I am trying to perform an inner join two tables using dplyr, and I think I'm getting tripped up by non-standard evaluation rules. When using the by=("a" = "b") argument, everything works as expected when "a" and "b" are actual strings. Here's a toy example that works:
library(dplyr) data(iris) inner_join(iris, iris, by=c("Sepal.Length" = "Sepal.Width"))
But let's say I was putting inner_join in a function:
library(dplyr) data(iris) myfn <- function(xname, yname) { data(iris) inner_join(iris, iris, by=c(xname = yname)) } myfn("Sepal.Length", "Sepal.Width")
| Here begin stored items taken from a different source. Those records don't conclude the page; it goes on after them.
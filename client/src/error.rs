//! Fehlertypen fuer den Client

use parley_crypto::CryptoError;
use parley_protocol::ErrorCode;
use thiserror::Error;

/// Fehler die im Client auftreten koennen
#[derive(Debug, Error)]
pub enum ClientError {
    /// TCP-Verbindung fehlgeschlagen oder abgebrochen
    #[error("IO-Fehler: {0}")]
    Io(#[from] std::io::Error),

    /// Server hat mit einem Fehler geantwortet
    #[error("Server-Fehler ({code:?}): {message}")]
    Server { code: ErrorCode, message: String },

    /// Unerwartete Antwort vom Server
    #[error("Unerwartete Antwort: {0}")]
    UnerwarteteAntwort(String),

    /// Server hat die Verbindung geschlossen
    #[error("Verbindung vom Server getrennt")]
    VerbindungGetrennt,

    #[error("Krypto-Fehler: {0}")]
    Krypto(#[from] CryptoError),

    /// Gespeicherte Zugangsdaten sind nicht lesbar
    #[error("Zugangsdaten ungueltig: {0}")]
    Zugangsdaten(#[from] serde_json::Error),
}

pub type ClientResult<T> = Result<T, ClientError>;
This returns the following error:
Error: cannot join on columns 'xname' x 'Sepal.Width': index out of bounds
I suspect there is some fancy expression, deparsing, quoting, or unquoting that I could do to make this work, but I'm a bit murky on those details.
You can use
myfn <- function(xname, yname) { data(iris) inner_join(iris, iris, by=setNames(yname, xname)) }
The suggested syntax in the ?inner_join
documentation of
by = c("a"="b") # same as by = c(a="b")
is slightly misleading because both those values aren't proper character values. You're actually created a named character vector. To dynamically set the values to the left of the equals sign is different from those on the right. You can use setNames()
to set the names of the vector dynamically.